Assigned task: Write out the entries below exactly. End with the line that contains "pub mod terminal;".
··· Dataset extract ···
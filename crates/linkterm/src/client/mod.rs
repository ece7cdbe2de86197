//! Terminal controller (client role).
//!
//! Connects the invoking user's terminal to a remote session: dial the
//! server, switch to raw mode, then pump standard input and output until the
//! session ends.

pub mod resize;
pub mod session;
pub mod terminal;

use std::sync::Arc;
use std::time::Duration;

use protocol::{normalize_url, user_agent, DisconnectReason, Lifecycle, ProtocolError};
use thiserror::Error;
use tokio::net::TcpStream;
use tokio_tungstenite::tungstenite::client::IntoClientRequest;
use tokio_tungstenite::tungstenite::http::header::{HeaderValue, USER_AGENT};
use tokio_tungstenite::tungstenite::Error as WsError;
use tokio_tungstenite::{client_async_tls_with_config, MaybeTlsStream, WebSocketStream};
use url::Url;

use crate::config::ClientConfig;
use crate::network::{Proxy, ProxyError};

#[cfg(unix)]
pub use resize::SignalResizeSource;
pub use resize::{default_resize_source, PollingResizeSource, ResizeSource, SizeQuery};
pub use session::{run_session, Interrupt, SessionIo};
pub use terminal::RawModeGuard;

/// Connection established by [`dial`].
pub type WsStream = WebSocketStream<MaybeTlsStream<TcpStream>>;

/// Handshake timeout when connecting directly.
pub const DEFAULT_HANDSHAKE_TIMEOUT: Duration = Duration::from_secs(5);

/// Minimum handshake timeout when connecting through a proxy.
pub const PROXY_HANDSHAKE_TIMEOUT: Duration = Duration::from_secs(10);

/// Errors that end the client before a session starts.
#[derive(Error, Debug)]
pub enum ClientError {
    /// The server address could not be turned into a WebSocket URL.
    #[error("invalid server address: {0}")]
    InvalidUrl(#[from] ProtocolError),

    /// TCP connect or the WebSocket handshake failed.
    #[error("failed to connect to terminal server: {0}")]
    Connect(String),

    /// The server answered the upgrade with an HTTP error.
    #[error("failed to connect to terminal server: HTTP {status} - {reason}")]
    Handshake { status: u16, reason: String },

    /// Connecting took longer than the handshake timeout.
    #[error("timed out connecting to terminal server after {0:?}")]
    Timeout(Duration),

    /// The proxy refused or failed.
    #[error(transparent)]
    Proxy(#[from] ProxyError),

    /// The local terminal could not be prepared.
    #[error("terminal error: {0}")]
    Terminal(String),
}

/// How to reach the server.
#[derive(Debug, Clone)]
pub struct DialOptions {
    /// Optional proxy to tunnel through.
    pub proxy: Option<Proxy>,
    /// Bound on connecting plus the handshake.
    pub handshake_timeout: Duration,
    /// `User-Agent` header value.
    pub user_agent: String,
}

impl Default for DialOptions {
    fn default() -> Self {
        Self {
            proxy: None,
            handshake_timeout: DEFAULT_HANDSHAKE_TIMEOUT,
            user_agent: user_agent(env!("CARGO_PKG_VERSION")),
        }
    }
}

impl DialOptions {
    /// Build options from the client configuration.
    pub fn from_config(config: &ClientConfig) -> Result<Self, ClientError> {
        let proxy = config.proxy.as_deref().map(Proxy::parse).transpose()?;
        Ok(Self {
            proxy,
            handshake_timeout: config.handshake_timeout(),
            ..Self::default()
        })
    }

    /// Timeout actually applied. Proxied connections get at least
    /// [`PROXY_HANDSHAKE_TIMEOUT`].
    pub fn effective_timeout(&self) -> Duration {
        if self.proxy.is_some() {
            self.handshake_timeout.max(PROXY_HANDSHAKE_TIMEOUT)
        } else {
            self.handshake_timeout
        }
    }
}

/// Normalize `address` and open a WebSocket connection to it.
pub async fn dial(address: &str, options: &DialOptions) -> Result<WsStream, ClientError> {
    let url = normalize_url(address)?;
    let timeout = options.effective_timeout();

    tracing::debug!(url = %url, proxy = ?options.proxy.as_ref().map(Proxy::address), "Dialing");

    match tokio::time::timeout(timeout, dial_url(&url, options)).await {
        Ok(result) => result,
        Err(_) => Err(ClientError::Timeout(timeout)),
    }
}

async fn dial_url(url: &Url, options: &DialOptions) -> Result<WsStream, ClientError> {
    let host = url
        .host_str()
        .map(|h| h.trim_start_matches('[').trim_end_matches(']'))
        .ok_or_else(|| ClientError::Connect(format!("{} has no host", url)))?;
    let port = url.port_or_known_default().unwrap_or(protocol::DEFAULT_PORT);

    let mut request = url
        .as_str()
        .into_client_request()
        .map_err(|e| ClientError::Connect(e.to_string()))?;
    let agent = HeaderValue::from_str(&options.user_agent)
        .map_err(|e| ClientError::Connect(format!("invalid User-Agent: {}", e)))?;
    request.headers_mut().insert(USER_AGENT, agent);

    let stream = match &options.proxy {
        Some(proxy) => proxy.connect(host, port).await?,
        None => TcpStream::connect((host, port))
            .await
            .map_err(|e| ClientError::Connect(e.to_string()))?,
    };

    let (ws, response) = client_async_tls_with_config(request, stream, None, None)
        .await
        .map_err(handshake_error)?;

    tracing::debug!(status = %response.status(), "WebSocket connected");
    Ok(ws)
}

fn handshake_error(error: WsError) -> ClientError {
    match error {
        WsError::Http(response) => {
            let status = response.status();
            ClientError::Handshake {
                status: status.as_u16(),
                reason: status.canonical_reason().unwrap_or("Unknown").to_string(),
            }
        }
        other => ClientError::Connect(other.to_string()),
    }
}

/// Connects the local terminal to a server.
#[derive(Debug, Clone, Default)]
pub struct TerminalController {
    options: DialOptions,
}

impl TerminalController {
    /// Create a controller with the given dial options.
    pub fn new(options: DialOptions) -> Self {
        Self { options }
    }

    /// Run one session against `address` on the real terminal.
    ///
    /// Returns an error only when connecting or entering raw mode fails; a
    /// session that ends for any other reason returns that reason.
    pub async fn connect(&self, address: &str) -> Result<DisconnectReason, ClientError> {
        let ws = dial(address, &self.options).await?;
        let lifecycle = Arc::new(Lifecycle::start());
        tracing::info!(address = %address, "Connected to terminal server");

        let _raw_mode =
            RawModeGuard::enable().map_err(|e| ClientError::Terminal(e.to_string()))?;

        let size = terminal::size_query();
        let resize = match default_resize_source(Arc::clone(&size)).events() {
            Ok(events) => events,
            Err(e) => {
                tracing::warn!(error = %e, "Resize events unavailable, polling instead");
                Box::new(PollingResizeSource::new(Arc::clone(&size)))
                    .events()
                    .map_err(|e| ClientError::Terminal(e.to_string()))?
            }
        };

        let io = SessionIo {
            input: terminal::spawn_stdin_reader(),
            output: tokio::io::stdout(),
            resize,
            size,
            interrupt: Box::pin(terminal::wait_for_interrupt()),
        };

        Ok(run_session(ws, io, lifecycle).await)
    }
}

#[cfg(test)]
mod tests {
    use super::*;

    #[test]
    fn test_dial_options_default() {
        let options = DialOptions::default();
        assert!(options.proxy.is_none());
        assert_eq!(options.effective_timeout(), Duration::from_secs(5));
        assert!(options.user_agent.starts_with("LinkTerm/"));
    }

    #[test]
    fn test_dial_options_proxy_timeout() {
        let config = ClientConfig {
            proxy: Some("socks5://127.0.0.1:1080".to_string()),
            ..ClientConfig::default()
        };
        let options = DialOptions::from_config(&config).unwrap();
        assert!(options.proxy.is_some());
        assert_eq!(options.effective_timeout(), Duration::from_secs(10));

        let config = ClientConfig {
            proxy: Some("socks5://127.0.0.1:1080".to_string()),
            handshake_timeout_secs: 30,
            ..ClientConfig::default()
        };
        let options = DialOptions::from_config(&config).unwrap();
        assert_eq!(options.effective_timeout(), Duration::from_secs(30));
    }

    #[test]
    fn test_dial_options_bad_proxy() {
        let config = ClientConfig {
            proxy: Some("gopher://proxy".to_string()),
            ..ClientConfig::default()
        };
        assert!(matches!(
            DialOptions::from_config(&config),
            Err(ClientError::Proxy(ProxyError::UnsupportedScheme(_)))
        ));
    }

    #[tokio::test]
    async fn test_dial_invalid_address() {
        let err = dial("ftp://example.com", &DialOptions::default())
            .await
            .unwrap_err();
        assert!(matches!(err, ClientError::InvalidUrl(_)));
    }

    #[tokio::test]
    async fn test_dial_connection_refused() {
        // Grab a free port, then release it
        let listener = tokio::net::TcpListener::bind("127.0.0.1:0").await.unwrap();
        let port = listener.local_addr().unwrap().port();
        drop(listener);

        let err = dial(&format!("127.0.0.1:{}", port), &DialOptions::default())
            .await
            .unwrap_err();
        assert!(matches!(err, ClientError::Connect(_)));
        assert!(err.to_string().starts_with("failed to connect to terminal server"));
    }

    #[test]
    fn test_handshake_error_reports_status() {
        let response = tokio_tungstenite::tungstenite::http::Response::builder()
            .status(404)
            .body(None)
            .unwrap();
        let err = handshake_error(WsError::Http(response));
        assert_eq!(
            err.to_string(),
            "failed to connect to terminal server: HTTP 404 - Not Found"
        );
    }
}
···
Written solution:
filename crates/linkterm/src/client/mod.rs
repository ece7cdbe2de86197
//! Terminal controller (client role).
//!
//! Connects the invoking user's terminal to a remote session: dial the
//! server, switch to raw mode, then pump standard input and output until the
//! session ends.

pub mod resize;
pub mod session;
pub mod terminal;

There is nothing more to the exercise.